EXERCISE OBJECTIVE: Return every line from the records below in which the word "around" is found.
:::::
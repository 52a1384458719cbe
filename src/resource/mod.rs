//! Resource model
//!
//! A resource is identified by `(kind, name)` and driven through a
//! validate → init → watch/check-apply → cleanup lifecycle by its worker.
//! Capabilities beyond the core lifecycle are small composable traits
//! discovered at runtime through the `as_*` accessor methods; a resource
//! opts in by overriding the accessor to return itself.

mod edge;
mod meta;
mod ops;
mod registry;
mod sendrecv;

pub use edge::Edge;
pub use meta::{parse_sema, MetaParams};
pub use ops::{res_cmp, res_copy, res_merge};
pub use registry::{new_resource, register, registered_kinds, ResBuilder};
pub use sendrecv::{field_of, RecvMap, RecvValue, RecvWire};

use std::any::Any;
use std::collections::HashMap;
use std::fmt;
use std::path::PathBuf;
use std::sync::Arc;

use async_trait::async_trait;
use serde_json::Value;

use crate::engine::CancelToken;
use crate::error::EngineResult;
use crate::types::Type;
use crate::world::World;

/// A boxed resource, the unit the interpreter and auto-grouper move around.
pub type BoxedRes = Box<dyn Resource>;

/// Unique identity of a (non-hidden) resource in a graph.
#[derive(Debug, Clone, PartialEq, Eq, Hash, PartialOrd, Ord)]
pub struct ResKey {
    pub kind: String,
    pub name: String,
}

impl ResKey {
    pub fn new(kind: impl Into<String>, name: impl Into<String>) -> Self {
        Self {
            kind: kind.into(),
            name: name.into(),
        }
    }

    pub fn of(res: &dyn Resource) -> Self {
        Self::new(res.kind(), res.name())
    }
}

impl fmt::Display for ResKey {
    fn fmt(&self, f: &mut fmt::Formatter<'_>) -> fmt::Result {
        write!(f, "{}[{}]", self.kind, self.name)
    }
}

/// Outcome of a check-apply cycle.
///
/// `check_ok` means the resource is in (or was verified to be in) the
/// desired state; `changed` means work was performed to get there. A
/// `check_ok == false` result with no error is a noop-mode "work pending"
/// report.
#[derive(Debug, Clone, Copy, PartialEq, Eq)]
pub struct CheckResult {
    pub check_ok: bool,
    pub changed: bool,
}

impl CheckResult {
    /// Already in the desired state; nothing was done.
    pub fn unchanged() -> Self {
        Self {
            check_ok: true,
            changed: false,
        }
    }

    /// The desired state was reached by applying changes.
    pub fn applied() -> Self {
        Self {
            check_ok: true,
            changed: true,
        }
    }

    /// Work is needed but was not applied (noop mode).
    pub fn pending() -> Self {
        Self {
            check_ok: false,
            changed: false,
        }
    }
}

/// The core resource lifecycle trait.
///
/// Mutating accessors (`set_kind`, `set_name`, `meta_mut`) are only used
/// before a resource enters the executable graph; once a worker owns the
/// resource it is shared behind an `Arc` and all lifecycle calls take
/// `&self`, with implementations using interior mutability for their own
/// runtime state.
#[async_trait]
pub trait Resource: Send + Sync + fmt::Debug {
    fn kind(&self) -> &str;
    fn set_kind(&mut self, kind: &str);
    fn name(&self) -> &str;
    fn set_name(&mut self, name: &str);

    fn meta(&self) -> &MetaParams;
    fn meta_mut(&mut self) -> &mut MetaParams;

    /// Static validation before the resource ever runs.
    fn validate(&self) -> EngineResult<()>;

    /// One-time setup with the engine-supplied handle. The handle is the
    /// resource's only channel back into the engine; implementations
    /// store it for use in watch and check-apply.
    async fn init(&self, handle: ResHandle) -> EngineResult<()>;

    /// Own the watch loop: call `handle.running()` exactly once when
    /// subscribed, then `handle.event()` on every observed change, and
    /// return promptly when `ctx` is cancelled. Resources relying on
    /// `meta.poll` never have this called.
    async fn watch(&self, ctx: &CancelToken) -> EngineResult<()>;

    /// Converge one step: check the observed state and, when `apply` is
    /// true, repair it.
    async fn check_apply(&self, apply: bool) -> EngineResult<CheckResult>;

    /// Teardown when the vertex leaves the graph. Called exactly once.
    async fn cleanup(&self) -> EngineResult<()>;

    /// Kind-specific parameter comparison. Err means "not equivalent".
    fn cmp(&self, other: &dyn Resource) -> EngineResult<()>;

    /// Downcast support for kind-specific `cmp`/`adapts` implementations.
    fn as_any(&self) -> &dyn Any;

    // Capability discovery. A resource that implements a capability trait
    // overrides the matching accessor to return itself.

    fn as_groupable(&self) -> Option<&dyn Groupable> {
        None
    }
    fn as_groupable_mut(&mut self) -> Option<&mut dyn Groupable> {
        None
    }
    fn as_edgeable(&self) -> Option<&dyn Edgeable> {
        None
    }
    fn as_refreshable(&self) -> Option<&dyn Refreshable> {
        None
    }
    fn as_sendable(&self) -> Option<&dyn Sendable> {
        None
    }
    fn as_recvable(&self) -> Option<&dyn Recvable> {
        None
    }
    fn as_reversible(&self) -> Option<&dyn Reversible> {
        None
    }
    fn as_graph_queryable(&self) -> Option<&dyn GraphQueryable> {
        None
    }
    fn as_compatible(&self) -> Option<&dyn Compatible> {
        None
    }
    fn as_copyable(&self) -> Option<&dyn Copyable> {
        None
    }
    fn as_exportable(&self) -> Option<&dyn Exportable> {
        None
    }
    fn as_interruptable(&self) -> Option<&dyn Interruptable> {
        None
    }
}

impl fmt::Display for dyn Resource {
    fn fmt(&self, f: &mut fmt::Formatter<'_>) -> fmt::Result {
        write!(f, "{}[{}]", self.kind(), self.name())
    }
}

/// Meta block for automatic edge generation.
#[derive(Debug, Clone, PartialEq, Eq, Default)]
pub struct AutoEdgeMeta {
    pub disabled: bool,
}

/// Meta block for automatic grouping.
#[derive(Debug, Clone, PartialEq, Eq, Default)]
pub struct AutoGroupMeta {
    pub disabled: bool,
}

/// Meta block for reversal on removal.
#[derive(Debug, Clone, PartialEq, Eq, Default)]
pub struct ReversibleMeta {
    pub enabled: bool,
}

/// Can produce automatic edges and the UIDs they match on.
pub trait Edgeable: Send + Sync {
    fn auto_edge_meta(&self) -> &AutoEdgeMeta;
}

/// Can be merged with another resource of a compatible kind.
pub trait Groupable: Send + Sync {
    fn auto_group_meta(&self) -> &AutoGroupMeta;

    /// Whether `other` may be grouped under this resource.
    fn group_cmp(&self, other: &dyn Resource) -> EngineResult<()>;

    /// Absorb `other` as a grouped child. The parent owns the child from
    /// here on and is responsible for running its semantics.
    fn group_res(&mut self, other: BoxedRes) -> EngineResult<()>;

    /// Grouped children, if any.
    fn grouped(&self) -> Vec<&dyn Resource>;

    fn is_grouped(&self) -> bool {
        !self.grouped().is_empty()
    }
}

/// Observes refresh notifications from incoming notify edges.
pub trait Refreshable: Send + Sync {
    fn refresh(&self) -> bool;
    /// Set by the engine around each check-apply; implementations store
    /// the flag with interior mutability.
    fn set_refresh(&self, refresh: bool);
}

/// Publishes named, typed output fields during check-apply.
pub trait Sendable: Send + Sync {
    fn send_fields(&self) -> HashMap<String, Type>;
}

/// Consumes named, typed input fields from an upstream sender.
pub trait Recvable: Send + Sync {
    fn recv_fields(&self) -> HashMap<String, Type>;
}

/// Produces a reverse resource to clean up when removed from the graph.
pub trait Reversible: Send + Sync {
    fn reversible_meta(&self) -> &ReversibleMeta;
    fn reversed(&self) -> EngineResult<BoxedRes>;
}

/// Willing to appear in a peer's filtered graph view.
pub trait GraphQueryable: Send + Sync {
    /// Err means "do not show me to this requester".
    fn query_allowed(&self, requester: &ResKey) -> EngineResult<()>;
}

/// May equal another same-keyed resource without identity: `adapts`
/// decides compatibility, `merge` folds two compatible resources into
/// one. Merge must be associative and commutative up to `res_cmp`.
pub trait Compatible: Send + Sync {
    fn adapts(&self, other: &dyn Resource) -> EngineResult<()>;
    fn merge(&self, other: &dyn Resource) -> EngineResult<BoxedRes>;
}

/// Can duplicate its public parameters.
pub trait Copyable: Send + Sync {
    /// A fresh resource carrying the same public parameters.
    fn copy_res(&self) -> BoxedRes;

    /// Clone `other`'s public parameters over this resource in place,
    /// preserving runtime state. Used by the graph swap for kept vertices
    /// whose parameters changed.
    fn copy_params_from(&self, other: &dyn Resource) -> EngineResult<()>;
}

/// Custom wire encoding for cluster export.
pub trait Exportable: Send + Sync {
    fn to_wire(&self) -> EngineResult<String>;
}

/// Supports a hard kick for fast shutdown after cancellation.
pub trait Interruptable: Send + Sync {
    fn interrupt(&self);
}

/// Engine-side operations behind the resource handle.
#[async_trait]
pub trait HandleOps: Send + Sync {
    /// Watch is subscribed; must be called exactly once per watch start.
    fn running(&self);
    /// Observed state may have changed.
    async fn event(&self);
    /// Whether a refresh notification is pending for the current cycle.
    fn refresh(&self) -> bool;
    /// Publish send output for downstream receivers.
    fn send(&self, value: Value) -> EngineResult<()>;
    /// Snapshot of received fields. Change flags are consumed by the read.
    fn recv(&self) -> HashMap<String, RecvValue>;
    /// Peer resources willing to be seen by this one.
    fn filtered_graph(&self) -> Vec<ResKey>;
    /// Per-resource scratch directory, created on demand.
    fn var_dir(&self, sub: &str) -> EngineResult<PathBuf>;
}

/// The handle a resource receives at init time: its entire surface back
/// into the engine.
#[derive(Clone)]
pub struct ResHandle {
    pub(crate) ops: Arc<dyn HandleOps>,
    pub(crate) world: Arc<dyn World>,
    pub(crate) key: ResKey,
    pub(crate) debug: bool,
}

impl ResHandle {
    pub fn new(
        ops: Arc<dyn HandleOps>,
        world: Arc<dyn World>,
        key: ResKey,
        debug: bool,
    ) -> Self {
        Self {
            ops,
            world,
            key,
            debug,
        }
    }

    pub fn running(&self) {
        self.ops.running();
    }

    pub async fn event(&self) {
        self.ops.event().await;
    }

    pub fn refresh(&self) -> bool {
        self.ops.refresh()
    }

    pub fn send(&self, value: Value) -> EngineResult<()> {
        self.ops.send(value)
    }

    pub fn recv(&self) -> HashMap<String, RecvValue> {
        self.ops.recv()
    }

    pub fn filtered_graph(&self) -> Vec<ResKey> {
        self.ops.filtered_graph()
    }

    pub fn var_dir(&self, sub: &str) -> EngineResult<PathBuf> {
        self.ops.var_dir(sub)
    }

    pub fn world(&self) -> Arc<dyn World> {
        self.world.clone()
    }

    pub fn debug(&self) -> bool {
        self.debug
    }

    pub fn key(&self) -> &ResKey {
        &self.key
    }

    /// Structured log line attributed to this resource.
    pub fn logf(&self, args: fmt::Arguments<'_>) {
        tracing::info!(kind = %self.key.kind, name = %self.key.name, "{}", args);
    }
}

impl fmt::Debug for ResHandle {
    fn fmt(&self, f: &mut fmt::Formatter<'_>) -> fmt::Result {
        f.debug_struct("ResHandle")
            .field("key", &self.key)
            .field("debug", &self.debug)
            .finish()
    }
}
:::::
EXPECTED ANSWER:
/// A boxed resource, the unit the interpreter and auto-grouper move around.
    /// Set by the engine around each check-apply; implementations store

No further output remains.